Article 19 supports the LSK’s position, stating that due to its intrusive nature, the DMS will be able to monitor people using their mobile phones.
“If communications and locations are not private, the use of the DMS will automatically have an adverse deterrent effect on the right to freedom of expression in the country,” says the human rights organization.
Safaricom had expressed concerns that the surveillance devices would give the regulator access to other customer data held by telecom operators.
The CA has defended the DMS, arguing that the system’s installation was intended to combat counterfeiting by creating a device identification registry (EIR) that detects all devices, quarantines illegal ones, and denies counterfeit services.
The agency argues that fake device vendors have gone high tech and started cloning real IMEI numbers onto the fake devices, making detection more difficult.

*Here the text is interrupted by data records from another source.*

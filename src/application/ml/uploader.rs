use crate::domain::errors::UploadError;
use crate::domain::ml::model_registry::{ActivationPolicy, ModelRegistryEntry};
use crate::domain::ports::{ModelRegistry, UserDirectory};
use crate::infrastructure::persistence::ArtifactStore;
use anyhow::{Context, Result};
use base64::Engine;
use base64::engine::general_purpose::STANDARD;
use serde_json::{Value, json};
use tracing::{info, warn};

/// What the registry reported back for an upload.
#[derive(Debug, Clone, PartialEq)]
pub struct UploadReceipt {
    /// Id of the new registry row, when the store returned the row.
    pub id: Option<Value>,
    pub deactivated: usize,
}

/// Reads the trainer's artifacts and writes them to the model registry.
///
/// The model file is checked before any remote call, so a missing model never
/// reaches the store. A missing metrics file is recorded as `{}`.
pub async fn upload_model(
    artifacts: &ArtifactStore,
    users: &dyn UserDirectory,
    registry: &dyn ModelRegistry,
    policy: ActivationPolicy,
) -> Result<UploadReceipt> {
    info!("Uploading model...");

    let model_bytes = artifacts
        .load_model()?
        .ok_or_else(|| UploadError::ModelArtifactMissing {
            path: artifacts.paths().model.display().to_string(),
        })?;
    let encoded = STANDARD.encode(&model_bytes);

    let metrics = match artifacts.load_metrics()? {
        Some(metrics) => metrics,
        None => {
            warn!("Metrics file not found, using empty metrics.");
            json!({})
        }
    };

    let user_id = users
        .first_user_id()
        .await
        .context("Error fetching users")?;

    let deactivated = match policy {
        ActivationPolicy::KeepExisting => 0,
        ActivationPolicy::DeactivatePrevious => {
            let count = registry
                .deactivate_active_models()
                .await
                .context("Failed to deactivate previous models")?;
            info!("Deactivated {} previously active models", count);
            count
        }
    };

    let entry = ModelRegistryEntry::active(user_id, encoded, metrics);
    let id = registry
        .insert_model(&entry)
        .await
        .context("Upload failed")?;

    match &id {
        Some(id) => info!("Model uploaded successfully! ID: {}", id),
        None => info!("Model uploaded but no data returned."),
    }

    Ok(UploadReceipt { id, deactivated })
}
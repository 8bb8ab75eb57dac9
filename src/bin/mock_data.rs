//! Inserts synthetic rows into `ml_training_data` for development runs.
//!
//! Labels are `rsi > 0.5`, so training on this data should score close to
//! perfect accuracy.

use clap::Parser;
use signal_model_pipeline::application::ml::mock_data::seed_mock_data;
use signal_model_pipeline::config::Config;
use signal_model_pipeline::infrastructure::observability::init_logging;
use signal_model_pipeline::infrastructure::supabase::SupabaseClient;
use tracing::error;

#[derive(Parser, Debug)]
#[command(author, version, about, long_about = None)]
struct Args {}

#[tokio::main(flavor = "current_thread")]
async fn main() {
    let _args = Args::parse();
    dotenvy::dotenv().ok();
    init_logging();

    let config = match Config::from_env() {
        Ok(config) => config,
        Err(e) => {
            error!("{}", e);
            std::process::exit(1);
        }
    };

    if let Err(e) = run(config).await {
        error!("{:#}", e);
    }
}

async fn run(config: Config) -> anyhow::Result<()> {
    let client = SupabaseClient::new(config.store)?;
    let mut rng = rand::rng();
    seed_mock_data(&client, &client, &mut rng).await?;
    Ok(())
}
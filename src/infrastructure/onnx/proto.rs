//! Subset of the ONNX protobuf schema (`onnx.proto`) needed to write and read
//! tree-ensemble models. Field tags follow the upstream schema; fields the
//! pipeline never sets are left out, which protobuf readers tolerate.

use prost::Message;

/// `TensorProto.DataType`
pub mod data_type {
    pub const FLOAT: i32 = 1;
    pub const INT64: i32 = 7;
}

/// `AttributeProto.AttributeType`
pub mod attribute_type {
    pub const FLOAT: i32 = 1;
    pub const INT: i32 = 2;
    pub const STRING: i32 = 3;
    pub const FLOATS: i32 = 6;
    pub const INTS: i32 = 7;
    pub const STRINGS: i32 = 8;
}

#[derive(Clone, PartialEq, Message)]
pub struct ModelProto {
    #[prost(int64, tag = "1")]
    pub ir_version: i64,
    #[prost(string, tag = "2")]
    pub producer_name: String,
    #[prost(string, tag = "3")]
    pub producer_version: String,
    #[prost(string, tag = "4")]
    pub domain: String,
    #[prost(int64, tag = "5")]
    pub model_version: i64,
    #[prost(string, tag = "6")]
    pub doc_string: String,
    #[prost(message, optional, tag = "7")]
    pub graph: Option<GraphProto>,
    #[prost(message, repeated, tag = "8")]
    pub opset_import: Vec<OperatorSetIdProto>,
}

#[derive(Clone, PartialEq, Message)]
pub struct OperatorSetIdProto {
    #[prost(string, tag = "1")]
    pub domain: String,
    #[prost(int64, tag = "2")]
    pub version: i64,
}

#[derive(Clone, PartialEq, Message)]
pub struct GraphProto {
    #[prost(message, repeated, tag = "1")]
    pub node: Vec<NodeProto>,
    #[prost(string, tag = "2")]
    pub name: String,
    #[prost(string, tag = "10")]
    pub doc_string: String,
    #[prost(message, repeated, tag = "11")]
    pub input: Vec<ValueInfoProto>,
    #[prost(message, repeated, tag = "12")]
    pub output: Vec<ValueInfoProto>,
}

#[derive(Clone, PartialEq, Message)]
pub struct NodeProto {
    #[prost(string, repeated, tag = "1")]
    pub input: Vec<String>,
    #[prost(string, repeated, tag = "2")]
    pub output: Vec<String>,
    #[prost(string, tag = "3")]
    pub name: String,
    #[prost(string, tag = "4")]
    pub op_type: String,
    #[prost(message, repeated, tag = "5")]
    pub attribute: Vec<AttributeProto>,
    #[prost(string, tag = "7")]
    pub domain: String,
}

#[derive(Clone, PartialEq, Message)]
pub struct AttributeProto {
    #[prost(string, tag = "1")]
    pub name: String,
    #[prost(float, optional, tag = "2")]
    pub f: Option<f32>,
    #[prost(int64, optional, tag = "3")]
    pub i: Option<i64>,
    #[prost(bytes = "vec", optional, tag = "4")]
    pub s: Option<Vec<u8>>,
    #[prost(float, repeated, tag = "7")]
    pub floats: Vec<f32>,
    #[prost(int64, repeated, tag = "8")]
    pub ints: Vec<i64>,
    #[prost(bytes = "vec", repeated, tag = "9")]
    pub strings: Vec<Vec<u8>>,
    #[prost(int32, tag = "20")]
    pub r#type: i32,
}

#[derive(Clone, PartialEq, Message)]
pub struct ValueInfoProto {
    #[prost(string, tag = "1")]
    pub name: String,
    #[prost(message, optional, tag = "2")]
    pub r#type: Option<TypeProto>,
}

/// Only the tensor arm of the `value` oneof is modelled; a single optional
/// field with the same tag is wire-identical.
#[derive(Clone, PartialEq, Message)]
pub struct TypeProto {
    #[prost(message, optional, tag = "1")]
    pub tensor_type: Option<TensorTypeProto>,
}

#[derive(Clone, PartialEq, Message)]
pub struct TensorTypeProto {
    #[prost(int32, tag = "1")]
    pub elem_type: i32,
    #[prost(message, optional, tag = "2")]
    pub shape: Option<TensorShapeProto>,
}

#[derive(Clone, PartialEq, Message)]
pub struct TensorShapeProto {
    #[prost(message, repeated, tag = "1")]
    pub dim: Vec<Dimension>,
}

/// One of `dim_value` / `dim_param` is set.
#[derive(Clone, PartialEq, Message)]
pub struct Dimension {
    #[prost(int64, optional, tag = "1")]
    pub dim_value: Option<i64>,
    #[prost(string, optional, tag = "2")]
    pub dim_param: Option<String>,
}

impl AttributeProto {
    pub fn int(name: &str, value: i64) -> Self {
        Self {
            name: name.to_string(),
            i: Some(value),
            r#type: attribute_type::INT,
            ..Default::default()
        }
    }

    pub fn float(name: &str, value: f32) -> Self {
        Self {
            name: name.to_string(),
            f: Some(value),
            r#type: attribute_type::FLOAT,
            ..Default::default()
        }
    }

    pub fn string(name: &str, value: &str) -> Self {
        Self {
            name: name.to_string(),
            s: Some(value.as_bytes().to_vec()),
            r#type: attribute_type::STRING,
            ..Default::default()
        }
    }

    pub fn ints(name: &str, values: Vec<i64>) -> Self {
        Self {
            name: name.to_string(),
            ints: values,
            r#type: attribute_type::INTS,
            ..Default::default()
        }
    }

    pub fn floats(name: &str, values: Vec<f32>) -> Self {
        Self {
            name: name.to_string(),
            floats: values,
            r#type: attribute_type::FLOATS,
            ..Default::default()
        }
    }

    pub fn strings(name: &str, values: &[&str]) -> Self {
        Self {
            name: name.to_string(),
            strings: values.iter().map(|s| s.as_bytes().to_vec()).collect(),
            r#type: attribute_type::STRINGS,
            ..Default::default()
        }
    }
}

impl Dimension {
    pub fn fixed(value: i64) -> Self {
        Self {
            dim_value: Some(value),
            dim_param: None,
        }
    }

    pub fn symbolic(name: &str) -> Self {
        Self {
            dim_value: None,
            dim_param: Some(name.to_string()),
        }
    }
}

impl ValueInfoProto {
    pub fn tensor(name: &str, elem_type: i32, dims: Vec<Dimension>) -> Self {
        Self {
            name: name.to_string(),
            r#type: Some(TypeProto {
                tensor_type: Some(TensorTypeProto {
                    elem_type,
                    shape: Some(TensorShapeProto { dim: dims }),
                }),
            }),
        }
    }

    /// Element type and dimensions, if this describes a tensor.
    pub fn tensor_shape(&self) -> Option<(i32, &[Dimension])> {
        let tensor = self.r#type.as_ref()?.tensor_type.as_ref()?;
        let dims = tensor.shape.as_ref().map(|s| s.dim.as_slice()).unwrap_or(&[]);
        Some((tensor.elem_type, dims))
    }
}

However, Article 19 states that counterfeiting is not a new crime and that regulators and law enforcement have used other effective methods to deal with it.
The agency wrote to Safaricom, Airtel and Orange (Telkom) in January 2017, demanding that a contractor it hired be allowed access to the operators’ sites to install the sniffer, sparking public uproar.
The telecoms market regulator had defended the move on the grounds that it would help weed out counterfeit phones from the local market.
Fake phones, imported primarily from Asia, are widespread in many African countries, and regulators say they are widely used by criminals because they are difficult to trace.
The agency has shut down counterfeit cellphones in the past but says consumers are still exposed to such devices, so a better surveillance system is needed.
In the complaint, the regulator says it has a mandate to oversee compliance with the Kenya Information and Communications Act (KICA) and that the DMS is not a new policy but is only intended to control the proliferation of illegal devices.